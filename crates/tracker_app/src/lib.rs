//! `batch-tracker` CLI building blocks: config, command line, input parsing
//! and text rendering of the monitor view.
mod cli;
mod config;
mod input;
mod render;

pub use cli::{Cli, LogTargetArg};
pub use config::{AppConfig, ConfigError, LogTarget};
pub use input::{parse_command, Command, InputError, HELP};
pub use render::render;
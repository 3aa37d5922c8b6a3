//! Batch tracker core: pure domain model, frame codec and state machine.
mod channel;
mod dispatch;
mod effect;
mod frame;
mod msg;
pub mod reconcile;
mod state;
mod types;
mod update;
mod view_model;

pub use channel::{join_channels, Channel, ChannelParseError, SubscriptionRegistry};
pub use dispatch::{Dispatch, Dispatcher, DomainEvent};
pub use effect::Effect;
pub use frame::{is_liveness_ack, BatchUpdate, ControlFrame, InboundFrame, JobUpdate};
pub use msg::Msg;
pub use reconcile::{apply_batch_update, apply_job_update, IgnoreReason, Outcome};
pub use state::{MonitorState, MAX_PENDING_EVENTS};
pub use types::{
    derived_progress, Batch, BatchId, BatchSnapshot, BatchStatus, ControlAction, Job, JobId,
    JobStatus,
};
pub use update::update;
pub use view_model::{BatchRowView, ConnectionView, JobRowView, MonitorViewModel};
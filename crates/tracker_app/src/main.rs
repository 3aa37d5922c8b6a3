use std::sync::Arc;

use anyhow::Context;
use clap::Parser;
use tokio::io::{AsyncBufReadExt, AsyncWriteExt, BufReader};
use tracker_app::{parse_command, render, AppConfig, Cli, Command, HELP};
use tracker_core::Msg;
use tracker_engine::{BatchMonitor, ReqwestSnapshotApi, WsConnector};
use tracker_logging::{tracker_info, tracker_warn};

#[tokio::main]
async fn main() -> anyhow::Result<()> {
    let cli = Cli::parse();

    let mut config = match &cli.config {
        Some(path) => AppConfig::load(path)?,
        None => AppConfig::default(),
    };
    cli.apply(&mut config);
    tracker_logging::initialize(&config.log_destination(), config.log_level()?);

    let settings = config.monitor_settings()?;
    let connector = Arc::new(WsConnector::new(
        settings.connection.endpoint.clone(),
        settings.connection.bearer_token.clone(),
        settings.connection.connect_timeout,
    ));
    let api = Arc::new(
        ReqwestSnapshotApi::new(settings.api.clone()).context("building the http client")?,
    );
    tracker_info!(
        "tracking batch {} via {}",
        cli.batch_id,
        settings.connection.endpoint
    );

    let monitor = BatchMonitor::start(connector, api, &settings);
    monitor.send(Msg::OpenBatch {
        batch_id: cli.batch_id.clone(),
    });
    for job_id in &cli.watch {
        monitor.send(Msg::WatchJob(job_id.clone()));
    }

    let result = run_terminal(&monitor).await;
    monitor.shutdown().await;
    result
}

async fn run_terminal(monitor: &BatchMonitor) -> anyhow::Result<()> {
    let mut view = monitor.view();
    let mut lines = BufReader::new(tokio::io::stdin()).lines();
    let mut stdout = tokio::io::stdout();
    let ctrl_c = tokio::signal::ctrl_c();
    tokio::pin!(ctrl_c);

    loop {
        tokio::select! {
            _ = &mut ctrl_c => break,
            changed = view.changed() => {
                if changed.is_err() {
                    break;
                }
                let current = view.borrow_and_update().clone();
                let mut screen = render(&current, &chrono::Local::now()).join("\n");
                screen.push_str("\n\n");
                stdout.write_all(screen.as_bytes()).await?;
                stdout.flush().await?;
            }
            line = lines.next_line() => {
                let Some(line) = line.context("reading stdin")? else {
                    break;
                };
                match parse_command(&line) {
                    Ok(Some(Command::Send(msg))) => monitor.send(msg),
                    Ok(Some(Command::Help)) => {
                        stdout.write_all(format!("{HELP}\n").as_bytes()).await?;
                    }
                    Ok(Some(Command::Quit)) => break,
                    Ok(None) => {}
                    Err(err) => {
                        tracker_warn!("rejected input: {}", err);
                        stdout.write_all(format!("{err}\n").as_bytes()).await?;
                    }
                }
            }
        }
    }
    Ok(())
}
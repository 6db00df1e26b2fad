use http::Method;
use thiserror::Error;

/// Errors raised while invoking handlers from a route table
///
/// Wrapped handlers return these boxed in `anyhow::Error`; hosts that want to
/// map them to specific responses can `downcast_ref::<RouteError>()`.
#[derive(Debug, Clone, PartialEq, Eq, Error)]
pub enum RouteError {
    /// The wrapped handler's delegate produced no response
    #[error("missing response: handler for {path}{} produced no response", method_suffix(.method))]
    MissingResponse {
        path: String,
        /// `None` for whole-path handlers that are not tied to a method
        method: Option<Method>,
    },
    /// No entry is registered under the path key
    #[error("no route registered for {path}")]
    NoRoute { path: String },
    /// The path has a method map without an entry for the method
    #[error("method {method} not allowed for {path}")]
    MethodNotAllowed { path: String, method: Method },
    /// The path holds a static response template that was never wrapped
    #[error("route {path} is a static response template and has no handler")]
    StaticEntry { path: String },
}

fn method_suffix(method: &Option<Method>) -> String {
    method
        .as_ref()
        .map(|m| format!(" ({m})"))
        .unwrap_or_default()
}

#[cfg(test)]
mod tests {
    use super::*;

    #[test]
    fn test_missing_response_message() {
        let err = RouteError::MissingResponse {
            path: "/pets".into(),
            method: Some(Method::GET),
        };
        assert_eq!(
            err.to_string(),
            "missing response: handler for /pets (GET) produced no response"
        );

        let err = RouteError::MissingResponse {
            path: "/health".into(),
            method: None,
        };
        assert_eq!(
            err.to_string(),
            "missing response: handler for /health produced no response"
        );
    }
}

::::::::

Your task is to copy exactly, and only, the lines from the line with "that want to" through the last line of the entries, both included.

> **Answer to this exercise**:
/// Wrapped handlers return these boxed in `anyhow::Error`; hosts that want to
/// map them to specific responses can `downcast_ref::<RouteError>()`.
#[derive(Debug, Clone, PartialEq, Eq, Error)]
pub enum RouteError {
    /// The wrapped handler's delegate produced no response
    #[error("missing response: handler for {path}{} produced no response", method_suffix(.method))]
    MissingResponse {
        path: String,
        /// `None` for whole-path handlers that are not tied to a method
        method: Option<Method>,
    },
    /// No entry is registered under the path key
    #[error("no route registered for {path}")]
    NoRoute { path: String },
    /// The path has a method map without an entry for the method
    #[error("method {method} not allowed for {path}")]
    MethodNotAllowed { path: String, method: Method },
    /// The path holds a static response template that was never wrapped
    #[error("route {path} is a static response template and has no handler")]
    StaticEntry { path: String },
}

fn method_suffix(method: &Option<Method>) -> String {
    method
        .as_ref()
        .map(|m| format!(" ({m})"))
        .unwrap_or_default()
}

#[cfg(test)]
mod tests {
    use super::*;

    #[test]
    fn test_missing_response_message() {
        let err = RouteError::MissingResponse {
            path: "/pets".into(),
            method: Some(Method::GET),
        };
        assert_eq!(
            err.to_string(),
            "missing response: handler for /pets (GET) produced no response"
        );

        let err = RouteError::MissingResponse {
            path: "/health".into(),
            method: None,
        };
        assert_eq!(
            err.to_string(),
            "missing response: handler for /health produced no response"
        );
    }
}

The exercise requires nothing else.